An Oral History of the COVID-19 Crisis: 'I felt I was going home; little did I know what that would mean'

This account is part of Firstpost’s Oral History Project of the COVID-19 Crisis in India. The Oral History Project aims to be an ongoing compendium of individual experiences of the pandemic, with a focus on one significant day in our respondents’ lives during this time.

Prashant Sharma March 25, 2021 13:11:22 IST
An Oral History of the COVID-19 Crisis: 'I felt I was going home; little did I know what that would mean'

Illustration © Adrija Ghosh for Firstpost

Prashant Sharma, 26, is an actor who moved from Delhi to Mumbai in 2017.
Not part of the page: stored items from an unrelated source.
//! Declared tables and records with constrained updates.
//!
//! A [`TableDef`] lists the columns a table exposes; a [`Record`] is one row
//! of it. Only declared columns can be written, so statement text is always
//! built from the declaration and values always travel as bind parameters.

use crate::db::session::Session;
use crate::error::{DbError, DbResult};
use crate::models::{DatabaseType, QueryParam};
use std::collections::BTreeMap;
use tracing::debug;

pub const CREATED_AT: &str = "created_at";
pub const UPDATED_AT: &str = "updated_at";
pub const DELETED: &str = "deleted";
pub const DELETED_AT: &str = "deleted_at";

/// Timestamps are taken from the database clock.
const NOW: &str = "CURRENT_TIMESTAMP";

/// Right-hand side of a generated assignment.
#[derive(Debug, Clone, PartialEq)]
enum SetValue {
    Param(QueryParam),
    /// SQL text built from the declaration, never from caller input.
    Expr(String),
}

/// Declaration of a table: name, columns and the primary key column.
#[derive(Debug, Clone, PartialEq, Eq)]
pub struct TableDef {
    name: String,
    columns: Vec<String>,
    primary_key: String,
    timestamps: bool,
    soft_delete: bool,
}

impl TableDef {
    /// Declare a table. The primary key is added to `columns` if missing.
    pub fn new<I, S>(name: impl Into<String>, primary_key: impl Into<String>, columns: I) -> Self
    where
        I: IntoIterator<Item = S>,
        S: Into<String>,
    {
        let primary_key = primary_key.into();
        let mut cols: Vec<String> = vec![primary_key.clone()];
        for column in columns {
            let column = column.into();
            if !cols.contains(&column) {
                cols.push(column);
            }
        }
        Self {
            name: name.into(),
            columns: cols,
            primary_key,
            timestamps: false,
            soft_delete: false,
        }
    }

    /// Declare `created_at` and `updated_at`, set on insert and on every
    /// update unless written explicitly.
    pub fn with_timestamps(mut self) -> Self {
        self.add_column(CREATED_AT);
        self.add_column(UPDATED_AT);
        self.timestamps = true;
        self
    }

    /// Declare `deleted` and `deleted_at`. Live rows have `deleted = 0`; a
    /// soft-deleted row stores its own primary key there.
    pub fn with_soft_delete(mut self) -> Self {
        self.add_column(DELETED);
        self.add_column(DELETED_AT);
        self.soft_delete = true;
        self
    }

    fn add_column(&mut self, column: &str) {
        if !self.has_column(column) {
            self.columns.push(column.to_string());
        }
    }

    pub fn name(&self) -> &str {
        &self.name
    }

    pub fn columns(&self) -> &[String] {
        &self.columns
    }

    pub fn primary_key(&self) -> &str {
        &self.primary_key
    }

    pub fn has_timestamps(&self) -> bool {
        self.timestamps
    }

    pub fn has_soft_delete(&self) -> bool {
        self.soft_delete
    }

    pub fn has_column(&self, column: &str) -> bool {
        self.columns.iter().any(|c| c == column)
    }

    fn check_column(&self, column: &str) -> DbResult<()> {
        if self.has_column(column) {
            Ok(())
        } else {
            Err(DbError::invalid_input(format!(
                "table '{}' has no column '{}'",
                self.name, column
            )))
        }
    }

    /// A new, unsaved record of this table.
    pub fn record(&self) -> Record<'_> {
        Record::new(self)
    }

    /// Bulk UPDATE of the rows matching `filter`.
    ///
    /// Filters are ANDed equality tests (`IS NULL` for null values); an empty
    /// filter updates every row. Returns the number of rows affected.
    pub async fn update_where(
        &self,
        session: &mut Session,
        filter: &[(&str, QueryParam)],
        values: &[(&str, QueryParam)],
    ) -> DbResult<u64> {
        if values.is_empty() {
            return Err(DbError::invalid_input("update_where requires at least one value"));
        }
        for (column, _) in filter.iter().chain(values) {
            self.check_column(column)?;
        }

        let mut sets: Vec<(&str, SetValue)> = values
            .iter()
            .map(|(column, value)| (*column, SetValue::Param(value.clone())))
            .collect();
        if self.timestamps && !values.iter().any(|(c, _)| *c == UPDATED_AT) {
            sets.push((UPDATED_AT, SetValue::Expr(NOW.to_string())));
        }

        let (sql, params) = self.update_statement(session.db_type(), filter, &sets);
        let result = session.execute(&sql, &params).await?;
        debug!(
            table = %self.name,
            rows_affected = result.rows_affected,
            "Bulk update finished"
        );
        Ok(result.rows_affected)
    }

    /// Mark the rows matching `filter` deleted without removing them.
    ///
    /// `updated_at` is left untouched. Returns the number of rows affected.
    pub async fn soft_delete_where(
        &self,
        session: &mut Session,
        filter: &[(&str, QueryParam)],
    ) -> DbResult<u64> {
        if !self.soft_delete {
            return Err(DbError::invalid_input(format!(
                "table '{}' has no soft-delete columns",
                self.name
            )));
        }
        for (column, _) in filter {
            self.check_column(column)?;
        }

        let db_type = session.db_type();
        let sets = [
            (
                DELETED,
                SetValue::Expr(db_type.quote_identifier(&self.primary_key)),
            ),
            (DELETED_AT, SetValue::Expr(NOW.to_string())),
        ];
        let (sql, params) = self.update_statement(db_type, filter, &sets);
        let result = session.execute(&sql, &params).await?;
        debug!(
            table = %self.name,
            rows_affected = result.rows_affected,
            "Soft delete finished"
        );
        Ok(result.rows_affected)
    }

    fn update_statement(
        &self,
        db_type: DatabaseType,
        filter: &[(&str, QueryParam)],
        sets: &[(&str, SetValue)],
    ) -> (String, Vec<QueryParam>) {
        let mut params: Vec<QueryParam> = Vec::with_capacity(filter.len() + sets.len());
        let assignments: Vec<String> = sets
            .iter()
            .map(|(column, value)| {
                let rhs = match value {
                    SetValue::Param(param) => {
                        params.push(param.clone());
                        db_type.placeholder(params.len())
                    }
                    SetValue::Expr(expr) => expr.clone(),
                };
                format!("{} = {}", db_type.quote_identifier(column), rhs)
            })
            .collect();

        let mut sql = format!(
            "UPDATE {} SET {}",
            db_type.quote_identifier(&self.name),
            assignments.join(", ")
        );
        if !filter.is_empty() {
            let conditions: Vec<String> = filter
                .iter()
                .map(|(column, value)| {
                    let column = db_type.quote_identifier(column);
                    if value.is_null() {
                        format!("{} IS NULL", column)
                    } else {
                        params.push(value.clone());
                        format!("{} = {}", column, db_type.placeholder(params.len()))
                    }
                })
                .collect();
            sql.push_str(" WHERE ");
            sql.push_str(&conditions.join(" AND "));
        }

        (sql, params)
    }
}

/// One row of a declared table.
#[derive(Debug, Clone, PartialEq)]
pub struct Record<'t> {
    table: &'t TableDef,
    values: BTreeMap<String, QueryParam>,
    /// Primary key once the row exists in the database.
    key: Option<QueryParam>,
    /// Columns changed since the last save.
    dirty: Vec<String>,
}

impl<'t> Record<'t> {
    pub fn new(table: &'t TableDef) -> Self {
        Self {
            table,
            values: BTreeMap::new(),
            key: None,
            dirty: Vec::new(),
        }
    }

    pub fn table(&self) -> &TableDef {
        self.table
    }

    pub fn is_persisted(&self) -> bool {
        self.key.is_some()
    }

    /// Primary key of a saved record.
    pub fn key(&self) -> Option<&QueryParam> {
        self.key.as_ref()
    }

    pub fn get(&self, column: &str) -> Option<&QueryParam> {
        self.values.get(column)
    }

    /// Set column values. Nothing is changed if any column is undeclared.
    pub fn update<I, K, V>(&mut self, pairs: I) -> DbResult<&mut Self>
    where
        I: IntoIterator<Item = (K, V)>,
        K: Into<String>,
        V: Into<QueryParam>,
    {
        let pairs: Vec<(String, QueryParam)> = pairs
            .into_iter()
            .map(|(k, v)| (k.into(), v.into()))
            .collect();
        for (column, _) in &pairs {
            self.table.check_column(column)?;
        }
        if self.is_persisted() {
            if let Some((column, _)) = pairs.iter().find(|(c, _)| c == self.table.primary_key()) {
                return Err(DbError::invalid_input(format!(
                    "primary key '{}' of a saved record cannot change",
                    column
                )));
            }
        }

        for (column, value) in pairs {
            if !self.dirty.contains(&column) {
                self.dirty.push(column.clone());
            }
            self.values.insert(column, value);
        }
        Ok(self)
    }

    /// INSERT the record, or UPDATE it by primary key once saved.
    pub async fn save(&mut self, session: &mut Session) -> DbResult<()> {
        if self.is_persisted() {
            self.update_existing(session).await
        } else {
            self.insert(session).await
        }
    }

    async fn insert(&mut self, session: &mut Session) -> DbResult<()> {
        let db_type = session.db_type();
        let pk = self.table.primary_key().to_string();

        if self.table.has_soft_delete() && !self.values.contains_key(DELETED) {
            self.values.insert(DELETED.to_string(), QueryParam::Int(0));
        }
        let (mut sql, params) = self.insert_statement(db_type);

        let key = match db_type {
            DatabaseType::PostgreSQL => {
                sql.push_str(&format!(" RETURNING {}", db_type.quote_identifier(&pk)));
                session
                    .fetch_optional(&sql, &params)
                    .await?
                    .and_then(|row| row.get(&pk).map(QueryParam::from))
            }
            DatabaseType::MySQL | DatabaseType::SQLite => {
                let result = session.execute(&sql, &params).await?;
                match self.values.get(&pk) {
                    Some(value) => Some(value.clone()),
                    None => result.last_insert_id.map(QueryParam::Int),
                }
            }
        };

        let key = key.ok_or_else(|| {
            DbError::internal(format!(
                "insert into '{}' returned no primary key",
                self.table.name()
            ))
        })?;
        self.values.insert(pk, key.clone());
        self.key = Some(key);
        self.dirty.clear();
        Ok(())
    }

    fn insert_statement(&self, db_type: DatabaseType) -> (String, Vec<QueryParam>) {
        let table = db_type.quote_identifier(self.table.name());
        let mut names = Vec::with_capacity(self.values.len() + 1);
        let mut exprs = Vec::with_capacity(self.values.len() + 1);
        let mut params = Vec::with_capacity(self.values.len());

        for (column, value) in &self.values {
            params.push(value.clone());
            names.push(db_type.quote_identifier(column));
            exprs.push(db_type.placeholder(params.len()));
        }
        if self.table.has_timestamps() && !self.values.contains_key(CREATED_AT) {
            names.push(db_type.quote_identifier(CREATED_AT));
            exprs.push(NOW.to_string());
        }

        let sql = if names.is_empty() {
            match db_type {
                DatabaseType::MySQL => format!("INSERT INTO {} () VALUES ()", table),
                DatabaseType::PostgreSQL | DatabaseType::SQLite => {
                    format!("INSERT INTO {} DEFAULT VALUES", table)
                }
            }
        } else {
            format!(
                "INSERT INTO {} ({}) VALUES ({})",
                table,
                names.join(", "),
                exprs.join(", ")
            )
        };
        (sql, params)
    }

    /// Soft-delete a saved record.
    pub async fn soft_delete(&mut self, session: &mut Session) -> DbResult<()> {
        let Some(key) = self.key.clone() else {
            return Err(DbError::invalid_input("cannot soft-delete an unsaved record"));
        };
        let filter = [(self.table.primary_key(), key.clone())];
        self.table.soft_delete_where(session, &filter).await?;
        self.values.insert(DELETED.to_string(), key);
        Ok(())
    }

    pub fn is_soft_deleted(&self) -> bool {
        self.key.is_some() && self.key.as_ref() == self.values.get(DELETED)
    }

    async fn update_existing(&mut self, session: &mut Session) -> DbResult<()> {
        if self.dirty.is_empty() {
            return Ok(());
        }
        let Some(key) = self.key.clone() else {
            return Err(DbError::internal("record has no primary key"));
        };

        let values: Vec<(&str, QueryParam)> = self
            .dirty
            .iter()
            .filter_map(|c| self.values.get(c).map(|v| (c.as_str(), v.clone())))
            .collect();
        let filter = [(self.table.primary_key(), key)];
        self.table.update_where(session, &filter, &values).await?;
        self.dirty.clear();
        Ok(())
    }
}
When the lockdown was just imposed in Mumbai, we didn’t know how long it was going to last. A few days, weeks perhaps… But from March through May, one realised that things were only going downhill. There were no acting assignments, no audition calls. My room-mate — who is also an actor — and I were somehow managing with very limited resources and living off our savings.
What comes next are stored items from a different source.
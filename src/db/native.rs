//! Driver-independent snapshot of a native database error.
//!
//! `sqlx::Error` is neither `Clone` nor constructible for arbitrary backend
//! codes, so descriptors and the classifier work on [`NativeError`] instead.
//! It keeps exactly what backends expose in structured form: vendor code,
//! SQLSTATE, constraint name, detail line and message.

use sqlx::mysql::MySqlDatabaseError;
use sqlx::postgres::PgDatabaseError;
use std::fmt;

/// Coarse origin of a native error.
#[derive(Debug, Clone, Copy, PartialEq, Eq, Hash)]
pub enum NativeErrorClass {
    /// Error reported by the server while executing a statement.
    Operational,
    /// Constraint violation reported by the server.
    Integrity,
    /// Socket or file I/O failure.
    Io,
    /// Protocol or TLS failure on the wire.
    Protocol,
    /// No pooled connection became available in time.
    PoolTimedOut,
    /// The pool was closed while in use.
    PoolClosed,
    /// Invalid connection options.
    Configuration,
    Other,
}

#[derive(Debug, Clone, PartialEq, Eq)]
pub struct NativeError {
    pub class: NativeErrorClass,
    /// Vendor error code (MySQL error number, SQLite extended result code, ...).
    pub code: Option<String>,
    pub sql_state: Option<String>,
    pub message: String,
    pub constraint: Option<String>,
    /// PostgreSQL `DETAIL` line, e.g. `Key (foo)=(10) already exists.`
    pub detail: Option<String>,
}

impl NativeError {
    pub fn new(class: NativeErrorClass, message: impl Into<String>) -> Self {
        Self {
            class,
            code: None,
            sql_state: None,
            message: message.into(),
            constraint: None,
            detail: None,
        }
    }

    pub fn with_code(mut self, code: impl ToString) -> Self {
        self.code = Some(code.to_string());
        self
    }

    pub fn with_sql_state(mut self, sql_state: impl Into<String>) -> Self {
        self.sql_state = Some(sql_state.into());
        self
    }

    pub fn with_constraint(mut self, constraint: impl Into<String>) -> Self {
        self.constraint = Some(constraint.into());
        self
    }

    pub fn with_detail(mut self, detail: impl Into<String>) -> Self {
        self.detail = Some(detail.into());
        self
    }

    /// Vendor code parsed as an integer.
    pub fn numeric_code(&self) -> Option<i64> {
        self.code.as_deref().and_then(|c| c.trim().parse().ok())
    }

    /// True for failures of the connection itself rather than of a statement.
    pub fn is_transport(&self) -> bool {
        matches!(
            self.class,
            NativeErrorClass::Io | NativeErrorClass::Protocol | NativeErrorClass::PoolClosed
        )
    }

    /// SQLSTATE class (first two characters), e.g. `23` for integrity violations.
    pub fn sql_state_class(&self) -> Option<&str> {
        self.sql_state.as_deref().and_then(|s| s.get(..2))
    }
}

impl fmt::Display for NativeError {
    fn fmt(&self, f: &mut fmt::Formatter<'_>) -> fmt::Result {
        match (&self.code, &self.sql_state) {
            (Some(code), _) => write!(f, "({}) {}", code, self.message),
            (None, Some(state)) => write!(f, "[{}] {}", state, self.message),
            (None, None) => f.write_str(&self.message),
        }
    }
}

impl std::error::Error for NativeError {}

impl From<&sqlx::Error> for NativeError {
    fn from(err: &sqlx::Error) -> Self {
        match err {
            sqlx::Error::Database(db_err) => {
                let class = match db_err.kind() {
                    sqlx::error::ErrorKind::UniqueViolation
                    | sqlx::error::ErrorKind::ForeignKeyViolation
                    | sqlx::error::ErrorKind::NotNullViolation
                    | sqlx::error::ErrorKind::CheckViolation => NativeErrorClass::Integrity,
                    _ => NativeErrorClass::Operational,
                };
                let mut native = NativeError::new(class, db_err.message());

                if let Some(mysql) = db_err.try_downcast_ref::<MySqlDatabaseError>() {
                    native.code = Some(mysql.number().to_string());
                    native.sql_state = mysql.code().map(String::from);
                } else if let Some(pg) = db_err.try_downcast_ref::<PgDatabaseError>() {
                    native.sql_state = Some(pg.code().to_string());
                    native.detail = pg.detail().map(String::from);
                } else {
                    native.code = db_err.code().map(|c| c.into_owned());
                }

                native.constraint = db_err.constraint().map(String::from);
                native
            }
            sqlx::Error::Io(io_err) => NativeError::new(NativeErrorClass::Io, io_err.to_string()),
            sqlx::Error::Tls(tls_err) => {
                NativeError::new(NativeErrorClass::Protocol, tls_err.to_string())
            }
            sqlx::Error::Protocol(msg) => NativeError::new(NativeErrorClass::Protocol, msg.clone()),
            sqlx::Error::PoolTimedOut => {
                NativeError::new(NativeErrorClass::PoolTimedOut, "pool timed out")
            }
            sqlx::Error::PoolClosed => NativeError::new(NativeErrorClass::PoolClosed, "pool closed"),
            sqlx::Error::WorkerCrashed => {
                NativeError::new(NativeErrorClass::Io, "database worker crashed")
            }
            sqlx::Error::Configuration(msg) => {
                NativeError::new(NativeErrorClass::Configuration, msg.to_string())
            }
            other => NativeError::new(NativeErrorClass::Other, other.to_string()),
        }
    }
}

impl From<sqlx::Error> for NativeError {
    fn from(err: sqlx::Error) -> Self {
        NativeError::from(&err)
    }
}

#[cfg(test)]
mod tests {
    use super::*;

    #[test]
    fn test_display_prefers_vendor_code() {
        let err = NativeError::new(NativeErrorClass::Operational, "MySQL server has gone away")
            .with_code(2006)
            .with_sql_state("HY000");
        assert_eq!(err.to_string(), "(2006) MySQL server has gone away");

        let err = NativeError::new(NativeErrorClass::Integrity, "duplicate key").with_sql_state("23505");
        assert_eq!(err.to_string(), "[23505] duplicate key");
    }

    #[test]
    fn test_numeric_code() {
        let err = NativeError::new(NativeErrorClass::Operational, "x").with_code("-30081");
        assert_eq!(err.numeric_code(), Some(-30081));
        assert_eq!(NativeError::new(NativeErrorClass::Other, "x").numeric_code(), None);
    }

    #[test]
    fn test_sql_state_class() {
        let err = NativeError::new(NativeErrorClass::Operational, "x").with_sql_state("08006");
        assert_eq!(err.sql_state_class(), Some("08"));
    }

    #[test]
    fn test_from_sqlx_transport_errors() {
        let io = sqlx::Error::Io(std::io::Error::new(
            std::io::ErrorKind::ConnectionReset,
            "connection reset by peer",
        ));
        let native = NativeError::from(&io);
        assert_eq!(native.class, NativeErrorClass::Io);
        assert!(native.is_transport());

        assert_eq!(
            NativeError::from(sqlx::Error::PoolTimedOut).class,
            NativeErrorClass::PoolTimedOut
        );
        assert!(NativeError::from(sqlx::Error::PoolClosed).is_transport());
        assert!(!NativeError::from(sqlx::Error::RowNotFound).is_transport());
    }
}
In the meantime, I fell sick; I was running a fever and had a sore throat. Naturally, both of us were very anxious as the COVID-19 scare was looming over all of us. I didn’t want to inform my parents back in Delhi because they were already dealing with a financial crisis and poor health. When my fever didn’t subside over four days, however, I thought I should let them know. Those were the days that one heard reports of how family members weren’t even being allowed to see the remains of the deceased, and I didn’t want my family to face something like that should something untoward happen to me. Yes, this is where I was mentally. Maybe this is what a pandemic does to people.

Once my parents got to know about my condition — I tested negative for COVID — they ordered me to pack my bags and fly to Delhi, come what may. At this time, flights were still non-operational, railway tickets were all booked up, and inter-state transport via roads was risky as rules and regulations would vary from one place to the other, and any discrepancy in the random testing would mean being deported to a random quarantine facility. Somehow, we got lucky and flights resumed their operations. I finally reached Delhi on the night of 31 May. I felt I was going home, only I knew little what that meant amid a pandemic.

Read more from the Oral History Project here.

Even before making the journey, I had decided for the safety of my parents to quarantine for 14 days at a 1 RK that my father often used as an office, some 3-4 km away from our house in Ghaziabad. My mother would send over food for that duration. One day passed; everything was running smoothly. However, the next day, some residents of the building called my father, asking about the person [me] who was staying in the flat. My father told them that I was his son and quarantining there as I had just travelled from Mumbai.

When my father arrived with food that day, 3-4 women from the building came to our door and started questioning him. They began shouting out things like, “How can you let your son stay here? He has COVID, otherwise why would he need to stay all alone? Take him out of here.” I came out and told them that since I had just journeyed from Mumbai, I was home quarantining — as mandated by the Uttar Pradesh government for all travellers. But the women wouldn’t listen. “Our children play in the vicinity, how can we let you stay here?” they said.

Other members of the building also started gathering. It was just my father and I, versus a group of 30-40 people, all of them against us. They told my father to get me tested and if the results come out negative, only then would I be allowed to stay inside the building. I found that absurd, firstly because I had no symptoms and secondly, if I were to test negative there was no reason to stay in that building at all. I could go straight home. With the situation getting out of hand, my father asked me to pack my belongings and leave with him.

It was around 11 pm on 2 June when I reached home, with a lot of apprehensions. I decided not to enter inside and instead perched outside on the porch. I had no clue what to do next. I started Googling and making frantic calls to inquire about home quarantine facilities or hotels available nearby. I called up the COVID-19 helpline and told them the entire situation. While they supported my case and said the society members were at fault, they began asking me why I had landed in Delhi in the first place and not somewhere in Uttar Pradesh. This was even more absurd: Where else would a person land if one were to come to Ghaziabad? Not Lucknow, I am sure.

At that moment, I had no idea where I could go; there was absolutely nowhere for me to station myself for the next 11-12 days of the quarantine period. If people from the previous society could raise concerns over my staying in the vicinity, the neighbours at our house could also do the same and forbid me from staying here.

My mother started crying over my situation. I told her to give me dinner outside. Helpless, I decided to spend the night outside on the porch, which has an open ventilator at the top. I slept on the couch and got drenched as it began raining during the night. I felt then it was the lowest point in my life… that I should have never come to Delhi and just stayed back in Mumbai. The night somehow passed.

The next morning, my mother came to my rescue and asked me to come inside and stay indoors. With a heavy heart, I caved in. For the next few days, my parents lived outside in the hall while I stayed inside the bedroom that they had vacated for me. My father would go to his office to take a bath, my mother and sisters were somehow managing. And after 11-12 days, I finally came out and realised what it feels like to be back home.